I really enjoyed my first reading of "of day, of night." It's certainly immersive: it took me a little over an hour to read, and I only got up once to refill my coffee cup.

I was captivated by the overall visual appeal of the piece, and found the reading apparatus welcoming and engaging. I always like to see if I can figure out how to move around inside a hypertext without resorting to the directions, and here that was easy as well as rewarding. Thoughtful wandering seemed to work best, and it was gratifying to find, when I finally did read the directions, that wandering was what the author recommended. The interface itself encouraged the best way to read.
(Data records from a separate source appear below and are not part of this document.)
use serde_json::{Map, Value};
use std::collections::HashSet;
use tracing::debug;

use super::Field;
use crate::auth::Ability;
use crate::record::Record;
use crate::registry::Registry;
use crate::request::AdminRequest;

/// Ordered set of fields. Every operator is pure: it consumes the collection
/// and returns a new one, preserving relative order.
#[derive(Debug, Clone, Default)]
pub struct FieldCollection {
    fields: Vec<Field>,
}

impl FieldCollection {
    pub fn new(fields: Vec<Field>) -> Self {
        Self { fields }
    }

    pub fn len(&self) -> usize {
        self.fields.len()
    }

    pub fn is_empty(&self) -> bool {
        self.fields.is_empty()
    }

    pub fn iter(&self) -> std::slice::Iter<'_, Field> {
        self.fields.iter()
    }

    pub fn into_vec(self) -> Vec<Field> {
        self.fields
    }

    pub fn attributes(&self) -> Vec<&str> {
        self.fields.iter().map(|f| f.attribute.as_str()).collect()
    }

    pub fn filter<P>(self, predicate: P) -> Self
    where
        P: FnMut(&Field) -> bool,
    {
        let mut predicate = predicate;
        Self {
            fields: self.fields.into_iter().filter(|f| predicate(f)).collect(),
        }
    }

    pub fn map<F>(self, f: F) -> Self
    where
        F: FnMut(Field) -> Field,
    {
        Self {
            fields: self.fields.into_iter().map(f).collect(),
        }
    }

    // ========================================
    // Authorization and context
    // ========================================

    /// Fields the actor may see. Relationship fields additionally need
    /// `viewAny` on the related resource.
    pub fn authorized(self, req: &AdminRequest, registry: &Registry) -> Self {
        let before = self.len();
        let authorized = self.filter(|field| {
            field.authorized_to_see(req)
                && field.relation().map_or(true, |relation| {
                    registry
                        .gate()
                        .allows(&req.actor, &relation.resource, &Ability::ViewAny, None)
                })
        });
        if authorized.len() != before {
            debug!("Dropped {} unauthorized field(s)", before - authorized.len());
        }
        authorized
    }

    pub fn filter_for_index(self, req: &AdminRequest, record: &Record) -> Self {
        self.filter(|f| f.is_shown_on_index(req, record))
    }

    pub fn filter_for_detail(self, req: &AdminRequest, record: &Record) -> Self {
        self.filter(|f| f.is_shown_on_detail(req, record))
    }

    pub fn filter_for_creation(self, req: &AdminRequest) -> Self {
        self.filter(|f| f.is_shown_on_creation(req))
    }

    pub fn filter_for_update(self, req: &AdminRequest, record: &Record) -> Self {
        self.filter(|f| f.is_shown_on_update(req, record))
    }

    // ========================================
    // Capabilities
    // ========================================

    pub fn without_listable(self) -> Self {
        self.filter(|f| !f.listable)
    }

    pub fn without_readonly(self, req: &AdminRequest) -> Self {
        self.filter(|f| !f.is_readonly(req))
    }

    pub fn without_unfillable(self) -> Self {
        self.filter(|f| f.fillable)
    }

    pub fn without_hidden(self) -> Self {
        self.filter(|f| !f.hidden)
    }

    /// Relationship fields that can be attached or associated
    pub fn only_relatable(self) -> Self {
        self.filter(|f| f.relation().is_some())
    }

    pub fn deletable(self) -> Self {
        self.filter(Field::is_deletable)
    }

    pub fn filterable(self) -> Self {
        self.filter(|f| f.filterable)
    }

    /// Keep the first field per attribute
    pub fn unique(self) -> Self {
        let mut seen = HashSet::new();
        self.filter(|f| seen.insert(f.attribute.clone()))
    }

    pub fn find_by_attribute(&self, attribute: &str) -> Option<&Field> {
        self.fields.iter().find(|f| f.attribute == attribute)
    }

    pub fn position<P>(&self, predicate: P) -> Option<usize>
    where
        P: FnMut(&Field) -> bool,
    {
        self.fields.iter().position(predicate)
    }

    /// Insert `other` right after `index`, or append when there is none
    pub fn insert_after(self, index: Option<usize>, other: FieldCollection) -> Self {
        let mut fields = self.fields;
        match index {
            Some(i) if i < fields.len() => {
                let tail = fields.split_off(i + 1);
                fields.extend(other.fields);
                fields.extend(tail);
            }
            _ => fields.extend(other.fields),
        }
        Self { fields }
    }

    pub fn merge(self, other: FieldCollection) -> Self {
        self.insert_after(None, other)
    }

    // ========================================
    // Resolution
    // ========================================

    /// Run depends-on callbacks against the submitted values, then drop the
    /// fields they hid.
    pub fn apply_depends_on(self, input: &Map<String, Value>) -> Self {
        self.map(|mut field| {
            field.apply_depends_on(input);
            field
        })
        .without_hidden()
    }

    pub fn resolve(self, record: &Record) -> Self {
        self.map(|mut field| {
            field.resolve(record);
            field
        })
    }

    /// Resolve pivot fields against the join row of `record` (an empty row
    /// when the record was not reached through a pivot)
    pub fn resolve_pivot(self, record: &Record) -> Self {
        let empty = Record::new();
        let pivot = record.pivot().unwrap_or(&empty);
        self.map(|mut field| {
            if field.pivot {
                field.resolve(pivot);
            }
            field
        })
    }

    pub fn to_json(&self, req: &AdminRequest) -> Value {
        Value::Array(self.fields.iter().map(|f| f.to_json(req)).collect())
    }
}

impl IntoIterator for FieldCollection {
    type Item = Field;
    type IntoIter = std::vec::IntoIter<Field>;

    fn into_iter(self) -> Self::IntoIter {
        self.fields.into_iter()
    }
}

impl<'a> IntoIterator for &'a FieldCollection {
    type Item = &'a Field;
    type IntoIter = std::slice::Iter<'a, Field>;

    fn into_iter(self) -> Self::IntoIter {
        self.fields.iter()
    }
}

impl FromIterator<Field> for FieldCollection {
    fn from_iter<I: IntoIterator<Item = Field>>(iter: I) -> Self {
        Self::new(iter.into_iter().collect())
    }
}

impl From<Vec<Field>> for FieldCollection {
    fn from(fields: Vec<Field>) -> Self {
        Self::new(fields)
    }
}
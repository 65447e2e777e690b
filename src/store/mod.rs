//! Record store contract.
//!
//! The engine talks to its backing data through these blocking traits. One
//! logical step issues one call: a count for pagination, a page fetch, a
//! keyed lookup, a write.

pub mod memory;
#[cfg(feature = "postgres")]
pub mod postgres;

use serde_json::{Map, Value};
use thiserror::Error;

use crate::query::{Condition, Query, QueryError};
use crate::record::Record;

pub use memory::{MemorySearchIndex, MemoryStore};
#[cfg(feature = "postgres")]
pub use postgres::PgStore;

#[derive(Debug, Error)]
pub enum StoreError {
    #[error("Unknown table: {0}")]
    UnknownTable(String),

    #[error(transparent)]
    Query(#[from] QueryError),

    #[error("Store backend error: {0}")]
    Backend(String),

    #[cfg(feature = "postgres")]
    #[error(transparent)]
    Sqlx(#[from] sqlx::Error),
}

pub trait RecordStore: Send + Sync {
    /// Rows matching the query, in query order. Rows reached through a pivot
    /// join carry the join row as their pivot record.
    fn fetch(&self, query: &Query) -> Result<Vec<Record>, StoreError>;

    /// Number of matching rows, ignoring limit and offset
    fn count(&self, query: &Query) -> Result<u64, StoreError>;

    /// Single row by primary key within the query's scope
    fn find(&self, query: &Query, key: &Value) -> Result<Option<Record>, StoreError> {
        let query = query
            .clone()
            .where_eq(query.primary_key().to_string(), key.clone())
            .clear_order()
            .limit(1, None);
        Ok(self.fetch(&query)?.into_iter().next())
    }

    /// Insert `record`, assigning its primary key when absent; the record is
    /// marked as stored afterwards.
    fn insert(&self, table: &str, primary_key: &str, record: &mut Record) -> Result<(), StoreError>;

    /// Apply `changes` to every row matching `conditions`; returns the
    /// number of rows touched.
    fn update(&self, table: &str, conditions: &[Condition], changes: &Map<String, Value>) -> Result<u64, StoreError>;

    fn delete(&self, table: &str, conditions: &[Condition]) -> Result<u64, StoreError>;
}

/// External indexed-search service
pub trait SearchIndex: Send + Sync {
    /// Primary keys of `resource` records matching `term`, in relevance order
    fn search(&self, resource: &str, term: &str) -> Result<Vec<Value>, StoreError>;
}
use serde::Serialize;
use std::sync::Arc;

use super::Field;

/// Display metadata declared on a panel
#[derive(Debug, Clone, Default, PartialEq, Serialize)]
#[serde(rename_all = "camelCase")]
pub struct PanelMeta {
    pub collapsible: bool,
    pub collapsed_by_default: bool,
    /// Number of fields shown before "show more"
    pub limit: Option<usize>,
    pub help_text: Option<String>,
}

/// Panel membership carried by each field of a declared panel
#[derive(Debug, Clone, PartialEq)]
pub struct PanelRef {
    pub name: String,
    pub meta: Arc<PanelMeta>,
}

#[derive(Debug, Clone, PartialEq, Eq)]
pub struct TabRef {
    /// Name of the tab group
    pub group: String,
    pub tab: String,
}

/// One entry of a declared field list
#[derive(Debug, Clone)]
pub enum FieldItem {
    Field(Field),
    /// Reusable group, flattened in place
    Group(Vec<FieldItem>),
    Panel {
        name: String,
        meta: PanelMeta,
        items: Vec<FieldItem>,
    },
    Tabs {
        group: String,
        tabs: Vec<(String, Vec<FieldItem>)>,
    },
}

impl FieldItem {
    pub fn group(items: Vec<FieldItem>) -> Self {
        FieldItem::Group(items)
    }

    pub fn panel(name: impl Into<String>, items: Vec<FieldItem>) -> Self {
        FieldItem::Panel {
            name: name.into(),
            meta: PanelMeta::default(),
            items,
        }
    }

    pub fn panel_with(name: impl Into<String>, meta: PanelMeta, items: Vec<FieldItem>) -> Self {
        FieldItem::Panel {
            name: name.into(),
            meta,
            items,
        }
    }

    pub fn tabs(group: impl Into<String>, tabs: Vec<(String, Vec<FieldItem>)>) -> Self {
        FieldItem::Tabs {
            group: group.into(),
            tabs,
        }
    }
}

impl From<Field> for FieldItem {
    fn from(field: Field) -> Self {
        FieldItem::Field(field)
    }
}

/// Flatten declared items into fields, stamping panel and tab membership.
/// Inner declarations win over outer ones.
pub fn flatten(items: Vec<FieldItem>) -> Vec<Field> {
    let mut out = Vec::new();
    flatten_into(items, None, None, &mut out);
    out
}

fn flatten_into(items: Vec<FieldItem>, panel: Option<&PanelRef>, tab: Option<&TabRef>, out: &mut Vec<Field>) {
    for item in items {
        match item {
            FieldItem::Field(mut field) => {
                if field.panel.is_none() {
                    field.panel = panel.cloned();
                }
                if field.tab.is_none() {
                    field.tab = tab.cloned();
                }
                out.push(field);
            }
            FieldItem::Group(items) => flatten_into(items, panel, tab, out),
            FieldItem::Panel { name, meta, items } => {
                let panel = PanelRef {
                    name,
                    meta: Arc::new(meta),
                };
                flatten_into(items, Some(&panel), tab, out);
            }
            FieldItem::Tabs { group, tabs } => {
                for (tab_name, items) in tabs {
                    let tab = TabRef {
                        group: group.clone(),
                        tab: tab_name,
                    };
                    flatten_into(items, panel, Some(&tab), out);
                }
            }
        }
    }
}

#[cfg(test)]
mod tests {
    use super::*;

    #[test]
    fn flattens_groups_panels_and_tabs_in_order() {
        let items = vec![
            Field::id().into(),
            FieldItem::group(vec![Field::text("Title", "title").into()]),
            FieldItem::panel("Meta", vec![Field::text("Slug", "slug").into()]),
            FieldItem::tabs(
                "Details",
                vec![
                    ("Body".to_string(), vec![Field::textarea("Body", "body").into()]),
                    ("Stats".to_string(), vec![Field::number("Views", "views").into()]),
                ],
            ),
        ];

        let fields = flatten(items);
        let attributes: Vec<_> = fields.iter().map(|f| f.attribute.as_str()).collect();
        assert_eq!(attributes, vec!["id", "title", "slug", "body", "views"]);
        assert_eq!(fields[2].panel.as_ref().map(|p| p.name.as_str()), Some("Meta"));
        assert_eq!(fields[4].tab.as_ref().map(|t| t.tab.as_str()), Some("Stats"));
        assert!(fields[1].panel.is_none());
    }
}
The music is dreamy, all bottleneck & pedal steel guitar. The rest of the soundtrack consists of the natural sounds of objects and critters -- matches rattling inside a paper box, a rusty tin opening, pages being turned, a pencil scribbling in a notebook, treefrogs, birds, insects. Human sounds (except for the narration and a single line of dialogue in what may be Chinese) are of the same order: atural sound, like footsteps on different surfaces and in different (or no) shoes, breathing, laughter, sighing. To me, this was the most enchanting dimension of the piece.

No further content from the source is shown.